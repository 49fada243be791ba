use crate::error::{CopyFailure, ShotError};
use crate::layout;
use crate::{logok, logw};
use std::io;
use std::path::{Path, PathBuf};
use tokio::fs;
use walkdir::WalkDir;

#[derive(Debug, Clone)]
pub struct CopyReport {
    pub shot: String,
    pub destination: PathBuf,
    pub files: usize,
    pub bytes: u64,
}

fn failure(shot: &str, failure: CopyFailure) -> ShotError {
    ShotError::Copy {
        shot: shot.to_string(),
        failure,
    }
}

fn io_failure(shot: &str, path: &Path, source: io::Error) -> ShotError {
    failure(
        shot,
        CopyFailure::Io {
            path: path.to_path_buf(),
            source,
        },
    )
}

/// Recursively copies `<source_root>/<shot>` to
/// `<project>/<shot>/input_footage/<shot>`.
///
/// The destination must not exist. Anything copied before a mid-copy
/// failure stays on disk.
pub async fn copy_shot(
    source_root: &Path,
    project: &Path,
    shot: &str,
) -> Result<CopyReport, ShotError> {
    let src = source_root.join(shot);
    let dest = layout::shot_footage_dir(project, shot);

    match fs::metadata(&src).await {
        Ok(meta) if meta.is_dir() => {}
        Ok(_) => return Err(failure(shot, CopyFailure::SourceNotDirectory(src))),
        Err(e) if e.kind() == io::ErrorKind::NotFound => {
            return Err(failure(shot, CopyFailure::SourceMissing(src)));
        }
        Err(e) => return Err(io_failure(shot, &src, e)),
    }

    if fs::symlink_metadata(&dest).await.is_ok() {
        return Err(failure(shot, CopyFailure::DestinationExists(dest)));
    }
    if let Some(parent) = dest.parent() {
        fs::create_dir_all(parent)
            .await
            .map_err(|e| io_failure(shot, parent, e))?;
    }
    // Fails if the destination appeared after the check.
    fs::create_dir(&dest).await.map_err(|e| {
        if e.kind() == io::ErrorKind::AlreadyExists {
            failure(shot, CopyFailure::DestinationExists(dest.clone()))
        } else {
            io_failure(shot, &dest, e)
        }
    })?;

    let mut report = CopyReport {
        shot: shot.to_string(),
        destination: dest.clone(),
        files: 0,
        bytes: 0,
    };

    for entry in WalkDir::new(&src)
        .min_depth(1)
        .follow_links(true)
        .sort_by_file_name()
    {
        let entry = entry.map_err(|e| {
            let path = e.path().unwrap_or(&src).to_path_buf();
            io_failure(shot, &path, io::Error::other(e))
        })?;
        let Some(rel) = pathdiff::diff_paths(entry.path(), &src) else {
            continue;
        };
        let target = dest.join(rel);

        if entry.file_type().is_dir() {
            fs::create_dir(&target)
                .await
                .map_err(|e| io_failure(shot, &target, e))?;
        } else {
            let bytes = fs::copy(entry.path(), &target)
                .await
                .map_err(|e| io_failure(shot, entry.path(), e))?;
            report.files += 1;
            report.bytes += bytes;
        }
    }

    tracing::debug!(
        shot,
        files = report.files,
        bytes = report.bytes,
        "copied footage"
    );
    Ok(report)
}

/// Copies every shot in turn. A failing shot is reported and the batch moves on.
pub async fn copy_all(
    source_root: &Path,
    project: &Path,
    shots: &[String],
) -> Vec<Result<CopyReport, ShotError>> {
    let mut results = Vec::with_capacity(shots.len());
    for shot in shots {
        let result = copy_shot(source_root, project, shot).await;
        match &result {
            Ok(report) => logok(format!(
                "Copied {} ({} files) to {}",
                shot,
                report.files,
                report.destination.display()
            )),
            Err(err) => logw(format!("Error: {}", err)),
        }
        results.push(result);
    }
    results
}

#[cfg(test)]
mod tests {
    use super::*;
    use tempfile::TempDir;

    fn seed_shot(root: &Path, shot: &str) {
        let plates = root.join(shot).join("plate");
        std::fs::create_dir_all(&plates).unwrap();
        std::fs::write(plates.join("plate.1001.exr"), b"frame-1001").unwrap();
        std::fs::write(plates.join("plate.1002.exr"), b"frame-1002").unwrap();
        std::fs::write(root.join(shot).join("notes.txt"), b"slate").unwrap();
    }

    #[tokio::test]
    async fn copies_the_whole_tree() {
        let src = TempDir::new().unwrap();
        let project = TempDir::new().unwrap();
        seed_shot(src.path(), "sh010");

        let report = copy_shot(src.path(), project.path(), "sh010").await.unwrap();
        assert_eq!(report.files, 3);
        assert_eq!(report.bytes, 10 + 10 + 5);

        let dest = project.path().join("sh010/input_footage/sh010");
        assert_eq!(dest, report.destination);
        assert_eq!(
            std::fs::read(dest.join("plate/plate.1002.exr")).unwrap(),
            b"frame-1002"
        );
        assert_eq!(std::fs::read(dest.join("notes.txt")).unwrap(), b"slate");
    }

    #[tokio::test]
    async fn existing_destination_is_left_alone() {
        let src = TempDir::new().unwrap();
        let project = TempDir::new().unwrap();
        seed_shot(src.path(), "sh010");
        let dest = project.path().join("sh010/input_footage/sh010");
        std::fs::create_dir_all(&dest).unwrap();
        std::fs::write(dest.join("old.exr"), b"old").unwrap();

        let err = copy_shot(src.path(), project.path(), "sh010")
            .await
            .unwrap_err();
        assert!(matches!(
            err,
            ShotError::Copy {
                ref shot,
                failure: CopyFailure::DestinationExists(_),
            } if shot == "sh010"
        ));
        assert_eq!(std::fs::read(dest.join("old.exr")).unwrap(), b"old");
        assert!(!dest.join("notes.txt").exists());
    }

    #[tokio::test]
    async fn file_and_missing_sources_are_refused() {
        let src = TempDir::new().unwrap();
        let project = TempDir::new().unwrap();
        std::fs::write(src.path().join("readme.txt"), b"x").unwrap();

        let err = copy_shot(src.path(), project.path(), "readme.txt")
            .await
            .unwrap_err();
        assert!(matches!(
            err,
            ShotError::Copy { failure: CopyFailure::SourceNotDirectory(_), .. }
        ));

        let err = copy_shot(src.path(), project.path(), "sh999")
            .await
            .unwrap_err();
        assert!(matches!(
            err,
            ShotError::Copy { failure: CopyFailure::SourceMissing(_), .. }
        ));
    }

    #[tokio::test]
    async fn batch_continues_past_a_failure() {
        let src = TempDir::new().unwrap();
        let project = TempDir::new().unwrap();
        seed_shot(src.path(), "sh010");
        seed_shot(src.path(), "sh030");
        std::fs::create_dir_all(project.path().join("sh010/input_footage/sh010")).unwrap();

        let shots = vec!["sh010".to_string(), "sh020".to_string(), "sh030".to_string()];
        let results = copy_all(src.path(), project.path(), &shots).await;

        assert_eq!(results.len(), 3);
        assert!(results[0].is_err());
        assert!(results[1].is_err());
        assert!(results[2].is_ok());
        assert!(project
            .path()
            .join("sh030/input_footage/sh030/notes.txt")
            .is_file());
    }

    #[tokio::test]
    async fn empty_batch_is_a_no_op() {
        let src = TempDir::new().unwrap();
        let project = TempDir::new().unwrap();
        assert!(copy_all(src.path(), project.path(), &[]).await.is_empty());
    }
}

▶ PROBLEM
The word "layout" occurs on some lines of the entries. Work out how many such lines there are and reply with the number alone.

▶ EXERCISE RESULT
2